Screening for antioxidant activity, toxicity and anti-diabetic effect of erythroxylum cuneatum standardized aqueous extract / Roslina Ali

Erythroxylum cuneatum (Erythroxylaceae) standardized aqueous extract was investigated for its antioxidant and antihyperglycemic activities for its safety in vivo. Dried extract was provided by Forest Research Institute of Malaysia (FRIM). Antioxidant activity was evaluated via total phenolic content assay, 1, 1 -diphenyl-2- picrylhydrazyl (DPPH) scavenging activity assay, ferric reducing antioxidant power (FRAP) assay, and via inhibitory effect of extract against lipid peroxidation in liver microsomes induced by tert-butylhydroperoxide (tert-BOOH). Safety of extract was determined using Organization for Economic Co-operation and Development (OECD) guidelines acutely and subacutely in mice. Total phenolic content of extract was 0.38 ±0.15 mg gallic acid equivalent (GAE)/mg dry weight of extract. DPPH assay showed E. cuneatum extract had an EC₅₀ of 6.17 ± 0.02 μg/mL, while the antioxidant references were trolox, gallic acid and quercetin which elicited EC50 values of 3.89 ± 0.09, 0.3 ± 0.07 and 2.69 ± 0.07 μg/mL, respectively.

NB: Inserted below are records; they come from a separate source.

/// Star records and their PSF annotations
use serde::{Deserialize, Serialize};

use crate::geometry::{Point, Rect};

/// Enlargement applied to stars that have not been classified yet
pub const UNCLASSIFIED_ENLARGEMENT: f64 = 1.2;

/// Default width interval of size classes
pub const DEFAULT_SIZE_CLASS_INTERVAL: f64 = 10.0;

/// Star candidate as returned by a detector
#[derive(Debug, Clone, Copy, PartialEq, Serialize, Deserialize)]
pub struct RawStar {
    pub pos: Point,
    /// Pixel-area measure
    pub size: f64,
    /// Integrated brightness
    pub flux: f64,
}

/// Size cohort of a classified star
#[derive(Debug, Clone, Copy, PartialEq, Eq, Hash, Serialize, Deserialize)]
#[serde(rename_all = "camelCase")]
pub enum SizeBucket {
    Big,
    Average,
    Small,
}

impl SizeBucket {
    pub fn enlargement_factor(&self) -> f64 {
        match self {
            SizeBucket::Big => 2.0,
            SizeBucket::Average => 1.5,
            SizeBucket::Small => UNCLASSIFIED_ENLARGEMENT,
        }
    }
}

/// PSF model function reported by a fitter
#[derive(Debug, Clone, Copy, PartialEq, Serialize, Deserialize)]
#[serde(rename_all = "camelCase")]
pub enum PsfFunction {
    Gaussian,
    /// Moffat with the fitted beta
    Moffat,
    Moffat10,
    Moffat8,
    Moffat6,
    Moffat4,
    Moffat25,
    Moffat15,
    Lorentzian,
    VariableShape,
    Unknown,
}

/// FWHM / sigma for the fixed-beta Moffat functions: 2 * sqrt(2^(1/beta) - 1)
const MOFFAT_FWHM_FACTORS: [(PsfFunction, f64); 7] = [
    (PsfFunction::Moffat10, 0.5358),
    (PsfFunction::Moffat8, 0.6017),
    (PsfFunction::Moffat6, 0.6999),
    (PsfFunction::Moffat4, 0.8700),
    (PsfFunction::Moffat25, 1.1305),
    (PsfFunction::Moffat15, 1.5328),
    (PsfFunction::Lorentzian, 2.0),
];

const GAUSSIAN_FWHM_FACTOR: f64 = 2.3548;

impl PsfFunction {
    /// Closed-form FWHM for a sigma; 0 for unsupported functions
    pub fn fwhm(&self, sigma: f64, beta: f64) -> f64 {
        match self {
            PsfFunction::Gaussian => GAUSSIAN_FWHM_FACTOR * sigma,
            PsfFunction::Moffat => {
                if beta > 0.0 {
                    2.0 * sigma * (2.0f64.powf(1.0 / beta) - 1.0).sqrt()
                } else {
                    0.0
                }
            }
            PsfFunction::VariableShape => {
                if beta > 0.0 {
                    2.0 * sigma * (beta * std::f64::consts::LN_2).powf(1.0 / beta)
                } else {
                    0.0
                }
            }
            PsfFunction::Unknown => 0.0,
            fixed => MOFFAT_FWHM_FACTORS
                .iter()
                .find(|(f, _)| f == fixed)
                .map(|(_, k)| k * sigma)
                .unwrap_or(0.0),
        }
    }
}

#[derive(Debug, Clone, Copy, PartialEq, Eq, Serialize, Deserialize)]
#[serde(rename_all = "camelCase")]
pub enum PsfStatus {
    NotFitted,
    FittedOk,
    BadParameters,
    NoConvergence,
    Unknown,
}

/// Fitted PSF attached to a star
#[derive(Debug, Clone, PartialEq, Serialize, Deserialize)]
#[serde(rename_all = "camelCase")]
pub struct Psf {
    pub func: PsfFunction,
    pub circular: bool,
    pub status: PsfStatus,
    /// Background
    #[serde(rename = "B")]
    pub b: f64,
    /// Amplitude
    #[serde(rename = "A")]
    pub a: f64,
    pub cx: f64,
    pub cy: f64,
    pub sx: f64,
    pub sy: f64,
    pub theta: f64,
    /// Unsigned rotation in degrees, usable as deconvolution angle
    pub angle: f64,
    pub beta: f64,
    #[serde(rename = "MAD")]
    pub mad: f64,
    pub flux: f64,
    pub mean_signal: f64,
    /// sy / sx: 1 for a round star, < 1 when elongated
    pub aspect_ratio: f64,
    #[serde(rename = "FWHMx")]
    pub fwhm_x: f64,
    #[serde(rename = "FWHMy")]
    pub fwhm_y: f64,
}

impl Psf {
    /// Numeric PSF field by name, as used in `psf.<field>` feature paths
    pub fn field(&self, name: &str) -> Option<f64> {
        let v = match name {
            "B" => self.b,
            "A" => self.a,
            "cx" => self.cx,
            "cy" => self.cy,
            "sx" => self.sx,
            "sy" => self.sy,
            "theta" => self.theta,
            "angle" => self.angle,
            "beta" => self.beta,
            "MAD" | "mad" => self.mad,
            "flux" => self.flux,
            "meanSignal" => self.mean_signal,
            "aspectRatio" => self.aspect_ratio,
            "FWHMx" => self.fwhm_x,
            "FWHMy" => self.fwhm_y,
            _ => return None,
        };
        Some(v)
    }

    /// Every numeric field, in a stable order
    pub fn numeric_fields(&self) -> [(&'static str, f64); 15] {
        [
            ("B", self.b),
            ("A", self.a),
            ("cx", self.cx),
            ("cy", self.cy),
            ("sx", self.sx),
            ("sy", self.sy),
            ("theta", self.theta),
            ("angle", self.angle),
            ("beta", self.beta),
            ("MAD", self.mad),
            ("flux", self.flux),
            ("meanSignal", self.mean_signal),
            ("aspectRatio", self.aspect_ratio),
            ("FWHMx", self.fwhm_x),
            ("FWHMy", self.fwhm_y),
        ]
    }
}

/// Detected point source.
///
/// `rect`, `enlarged_rect` and `size_class` are derived from the detector
/// measurements and only change through `set_classification`.
#[derive(Debug, Clone, PartialEq, Serialize)]
#[serde(rename_all = "camelCase")]
pub struct Star {
    id: String,
    pos: Point,
    size: f64,
    flux: f64,
    width: f64,
    rect: Rect,
    enlarged_rect: Rect,
    size_class: f64,
    #[serde(skip_serializing_if = "Option::is_none")]
    bucket: Option<SizeBucket>,
    #[serde(skip_serializing_if = "Option::is_none")]
    pub psf: Option<Psf>,
}

impl Star {
    /// Build star number `number` (1-based) from a detector measurement
    pub fn new(number: usize, raw: &RawStar, size_class_interval: f64) -> Self {
        let width = raw.size.max(0.0).sqrt();
        let interval = if size_class_interval > 0.0 {
            size_class_interval
        } else {
            DEFAULT_SIZE_CLASS_INTERVAL
        };
        Self {
            id: format!("s{}", number),
            pos: raw.pos,
            size: raw.size,
            flux: raw.flux,
            width,
            rect: Rect::centered_square(raw.pos, width),
            enlarged_rect: Rect::centered_square(raw.pos, width * UNCLASSIFIED_ENLARGEMENT),
            size_class: (width / interval).floor() * interval + interval,
            bucket: None,
            psf: None,
        }
    }

    pub fn id(&self) -> &str {
        &self.id
    }

    pub fn pos(&self) -> Point {
        self.pos
    }

    pub fn size(&self) -> f64 {
        self.size
    }

    pub fn flux(&self) -> f64 {
        self.flux
    }

    /// Side of the bounding square, sqrt(size)
    pub fn width(&self) -> f64 {
        self.width
    }

    pub fn rect(&self) -> Rect {
        self.rect
    }

    pub fn enlarged_rect(&self) -> Rect {
        self.enlarged_rect
    }

    pub fn size_class(&self) -> f64 {
        self.size_class
    }

    pub fn bucket(&self) -> Option<SizeBucket> {
        self.bucket
    }

    /// Record the cohort and recompute the enlarged rect
    pub fn set_classification(&mut self, bucket: SizeBucket) {
        self.bucket = Some(bucket);
        self.enlarged_rect =
            Rect::centered_square(self.pos, self.width * bucket.enlargement_factor());
    }

    /// Resolve a possibly dotted feature path (`width`, `psf.aspectRatio`).
    ///
    /// Returns `None` when the path is unknown, the nested object is
    /// missing, or the value is not a number.
    pub fn feature(&self, path: &str) -> Option<f64> {
        let value = match path.split_once('.') {
            None => match path {
                "size" => Some(self.size),
                "flux" => Some(self.flux),
                "width" => Some(self.width),
                "sizeClass" => Some(self.size_class),
                _ => None,
            },
            Some(("pos", axis)) => match axis {
                "x" => Some(self.pos.x),
                "y" => Some(self.pos.y),
                _ => None,
            },
            Some(("psf", field)) => self.psf.as_ref().and_then(|psf| psf.field(field)),
            Some(_) => None,
        };
        value.filter(|v| !v.is_nan())
    }
}

#[cfg(test)]
mod tests {
    use super::*;

    fn sample_psf(sx: f64, sy: f64) -> Psf {
        Psf {
            func: PsfFunction::Gaussian,
            circular: false,
            status: PsfStatus::FittedOk,
            b: 0.01,
            a: 0.8,
            cx: 10.0,
            cy: 10.0,
            sx,
            sy,
            theta: 45.0,
            angle: 45.0,
            beta: 2.0,
            mad: 0.02,
            flux: 50.0,
            mean_signal: 0.4,
            aspect_ratio: sy / sx,
            fwhm_x: PsfFunction::Gaussian.fwhm(sx, 2.0),
            fwhm_y: PsfFunction::Gaussian.fwhm(sy, 2.0),
        }
    }

    fn raw(x: f64, y: f64, size: f64) -> RawStar {
        RawStar {
            pos: Point::new(x, y),
            size,
            flux: 12.0,
        }
    }

    #[test]
    fn test_derived_geometry() {
        let star = Star::new(3, &raw(50.0, 40.0, 36.0), 10.0);
        assert_eq!(star.id(), "s3");
        assert_eq!(star.width(), 6.0);
        assert_eq!(star.rect(), Rect::new(47.0, 37.0, 53.0, 43.0));
        assert!((star.enlarged_rect().width() - 7.2).abs() < 1e-12);
        assert_eq!(star.size_class(), 10.0);

        let big = Star::new(4, &raw(0.0, 0.0, 400.0), 10.0);
        assert_eq!(big.size_class(), 30.0);
    }

    #[test]
    fn test_classification_enlarges() {
        for bucket in [SizeBucket::Big, SizeBucket::Average, SizeBucket::Small] {
            let mut star = Star::new(1, &raw(10.0, 10.0, 25.0), 10.0);
            star.set_classification(bucket);
            assert_eq!(star.bucket(), Some(bucket));
            let expected = 5.0 * bucket.enlargement_factor();
            assert!((star.enlarged_rect().width() - expected).abs() < 1e-12);
            assert!(star.enlarged_rect().width() > star.rect().width());
            assert_eq!(star.enlarged_rect().center(), star.rect().center());
        }
    }

    #[test]
    fn test_feature_paths() {
        let mut star = Star::new(1, &raw(3.0, 4.0, 16.0), 10.0);
        assert_eq!(star.feature("width"), Some(4.0));
        assert_eq!(star.feature("pos.y"), Some(4.0));
        assert_eq!(star.feature("psf.aspectRatio"), None);
        assert_eq!(star.feature("nope"), None);
        assert_eq!(star.feature("pos.z"), None);

        star.psf = Some(sample_psf(4.0, 3.0));
        assert_eq!(star.feature("psf.aspectRatio"), Some(0.75));
        assert_eq!(star.feature("psf.sx"), Some(4.0));
        assert_eq!(star.feature("psf.unknown"), None);
    }

    #[test]
    fn test_fwhm_table() {
        assert!((PsfFunction::Gaussian.fwhm(2.0, 0.0) - 4.7096).abs() < 1e-9);
        assert!((PsfFunction::Moffat4.fwhm(1.0, 0.0) - 0.87).abs() < 1e-9);
        assert_eq!(PsfFunction::Lorentzian.fwhm(3.0, 0.0), 6.0);
        // Generic Moffat with beta 4 matches the tabulated constant
        assert!((PsfFunction::Moffat.fwhm(1.0, 4.0) - 0.87).abs() < 1e-3);
        // Variable shape with beta 2: 2 * sigma * sqrt(2 ln 2)
        let vs = PsfFunction::VariableShape.fwhm(1.0, 2.0);
        assert!((vs - 2.0 * (2.0 * std::f64::consts::LN_2).sqrt()).abs() < 1e-12);
        assert_eq!(PsfFunction::Unknown.fwhm(5.0, 2.0), 0.0);
    }

    #[test]
    fn test_psf_serialization_keys() {
        let json = serde_json::to_value(sample_psf(4.0, 2.0)).unwrap();
        assert_eq!(json["aspectRatio"], 0.5);
        assert!(json.get("FWHMx").is_some());
        assert!(json.get("B").is_some());
        assert_eq!(json["func"], "gaussian");
    }
}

EC50 values for E. cuneatum extract, trolox and gallic acid in the FRAP assay were 3.72 ± 0.28, 12.09 ± 0.44 and 18.59 ± 0.21 (μmol Fe²⁺/ mg dry weight, respectively. IC50 value for E. cuneatum extract, trolox and gallic acid for inhibition of tert-BOOH-induced lipid peroxidation were 31.62 ± 0.10, 10.00 ± 0.21 and 12.59 ±0.12 mg/mL, respectively. Antioxidant activity of extract was correlated to total phenolic content. Based on Organization for Economic Co-operation and Development (OECD) guidelines, oral E. cuneatum extract is non-toxic as no adverse effect were seen at levels of more than 5 g/kg following acute oral administration and 1 g/kg following subacute administration in male and female mice. However, when administered acutely via intraperitoneal route, a dose of 300 mg/kg extract was moderately toxic, thus was harmful. In the streptozotocin induced hyperglycemic rat model, E. cuneatum extract (100 and 300 mg/kg, p.o.) administered twice daily elicited a significant decrease in serum glucose level after 3 weeks of treatment. In summary, E. cuneatum standardized aqueous extract given orally was safe in acute and subacute treatment. It has glucose-lowering effect in hyperglycaemic condition and showed high antioxidant activities in four different antioxidant assays.